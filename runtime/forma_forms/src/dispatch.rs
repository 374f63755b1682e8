//! `case` and `cond`.
//!
//! `case` applies an ordered clause list to one subject through `defmatch`.
//! `cond` evaluates conditions in order and runs the body of the first
//! truthy one; conditions after it are never evaluated.

use forma_patterns::{defmatch, Clause};
use forma_value::{no_condition_true, FormResult, Value};

/// Match `subject` against `clauses` and run the first accepting handler.
///
/// Fails with `NoClauseMatch` carrying `subject` when no clause accepts it.
#[tracing::instrument(level = "trace", skip_all, fields(clauses = clauses.len()))]
pub fn case(subject: &Value, clauses: &[Clause<'_>]) -> FormResult {
    defmatch(clauses).call(subject)
}

/// The condition of one `cond` clause.
pub enum Condition<'a> {
    /// An already computed value.
    Value(Value),
    /// Evaluated only when every earlier condition was falsy.
    Lazy(Box<dyn FnOnce() -> FormResult + 'a>),
}

impl Condition<'_> {
    fn evaluate(self) -> FormResult {
        match self {
            Condition::Value(value) => Ok(value),
            Condition::Lazy(f) => f(),
        }
    }
}

impl From<Value> for Condition<'_> {
    fn from(value: Value) -> Self {
        Condition::Value(value)
    }
}

impl From<bool> for Condition<'_> {
    fn from(b: bool) -> Self {
        Condition::Value(Value::Bool(b))
    }
}

impl std::fmt::Debug for Condition<'_> {
    fn fmt(&self, f: &mut std::fmt::Formatter<'_>) -> std::fmt::Result {
        match self {
            Condition::Value(value) => f.debug_tuple("Value").field(value).finish(),
            Condition::Lazy(_) => f.write_str("Lazy(..)"),
        }
    }
}

/// One `condition -> body` branch of a `cond`.
pub struct CondClause<'a> {
    condition: Condition<'a>,
    body: Box<dyn FnOnce() -> FormResult + 'a>,
}

impl<'a> CondClause<'a> {
    pub fn new(
        condition: impl Into<Condition<'a>>,
        body: impl FnOnce() -> FormResult + 'a,
    ) -> Self {
        CondClause {
            condition: condition.into(),
            body: Box::new(body),
        }
    }

    /// A clause whose condition is computed on demand.
    pub fn when(
        condition: impl FnOnce() -> FormResult + 'a,
        body: impl FnOnce() -> FormResult + 'a,
    ) -> Self {
        CondClause {
            condition: Condition::Lazy(Box::new(condition)),
            body: Box::new(body),
        }
    }
}

/// Run the body of the first clause whose condition is truthy.
///
/// Only `nil` and `false` are falsy. A failing condition propagates and
/// stops evaluation. Fails with `NoConditionTrue` when every condition is
/// falsy, including for an empty clause list.
#[tracing::instrument(level = "trace", skip_all)]
pub fn cond<'a>(clauses: impl IntoIterator<Item = CondClause<'a>>) -> FormResult {
    for (index, clause) in clauses.into_iter().enumerate() {
        if clause.condition.evaluate()?.is_truthy() {
            tracing::trace!(clause = index, "cond condition truthy");
            return (clause.body)();
        }
    }
    Err(no_condition_true())
}

#[cfg(test)]
#[allow(
    clippy::unwrap_used,
    clippy::arithmetic_side_effects,
    reason = "tests use unwrap to panic on unexpected state and count calls"
)]
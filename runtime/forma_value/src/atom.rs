//! Interned atoms.
//!
//! Atoms are named constants (`:ok`, `:error`, `:done`) compared by identity.
//! Every atom lives in one process-wide table, so an `Atom` is a `Copy` index
//! and equality is a single integer compare.
//!
//! # Thread Safety
//! The table is guarded by a `parking_lot::RwLock`. Lookups of existing atoms
//! only take the read lock; the write lock is taken when a new name appears.

use std::fmt;
use std::sync::OnceLock;

use parking_lot::RwLock;
use rustc_hash::FxHashMap;

/// An interned atom.
#[derive(Clone, Copy, PartialEq, Eq, Hash, PartialOrd, Ord)]
pub struct Atom(u32);

struct AtomTable {
    map: FxHashMap<&'static str, u32>,
    names: Vec<&'static str>,
}

static ATOMS: OnceLock<RwLock<AtomTable>> = OnceLock::new();

fn table() -> &'static RwLock<AtomTable> {
    ATOMS.get_or_init(|| {
        RwLock::new(AtomTable {
            map: FxHashMap::default(),
            names: Vec::with_capacity(64),
        })
    })
}

impl Atom {
    /// Intern `name`, returning the existing atom if it was seen before.
    ///
    /// # Panics
    /// Panics if more than `u32::MAX` distinct atoms are created.
    pub fn new(name: &str) -> Self {
        // Fast path: already interned
        if let Some(&index) = table().read().map.get(name) {
            return Atom(index);
        }

        let mut guard = table().write();
        // Double-check after acquiring write lock
        if let Some(&index) = guard.map.get(name) {
            return Atom(index);
        }

        let index = u32::try_from(guard.names.len())
            .unwrap_or_else(|_| panic!("atom table exceeded {} entries", u32::MAX));
        // Atoms are never collected, so leaking gives the table 'static names
        let leaked: &'static str = Box::leak(name.to_owned().into_boxed_str());
        guard.names.push(leaked);
        guard.map.insert(leaked, index);
        Atom(index)
    }

    /// The atom's name.
    pub fn as_str(self) -> &'static str {
        // Only `Atom::new` constructs atoms, so the index is always present.
        table()
            .read()
            .names
            .get(self.0 as usize)
            .copied()
            .unwrap_or("")
    }

    /// Table index, mainly for debugging.
    pub fn index(self) -> u32 {
        self.0
    }
}

impl From<&str> for Atom {
    fn from(name: &str) -> Self {
        Atom::new(name)
    }
}

impl fmt::Debug for Atom {
    fn fmt(&self, f: &mut fmt::Formatter<'_>) -> fmt::Result {
        write!(f, "Atom(:{})", self.as_str())
    }
}

impl fmt::Display for Atom {
    fn fmt(&self, f: &mut fmt::Formatter<'_>) -> fmt::Result {
        write!(f, ":{}", self.as_str())
    }
}

#[cfg(test)]
#[allow(
    clippy::unwrap_used,
    reason = "tests use unwrap to panic on unexpected state"
)]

### ASSIGNED TASK:
Looking at the material above, please copy exactly every line from its first line through the line containing "runs the body of the first", with both ends included and nothing else.

### OUTPUT FOR THIS EXERCISE:
filename runtime/forma_forms/src/dispatch.rs
repository 374f63755b1682e8
//! `case` and `cond`.
//!
//! `case` applies an ordered clause list to one subject through `defmatch`.
//! `cond` evaluates conditions in order and runs the body of the first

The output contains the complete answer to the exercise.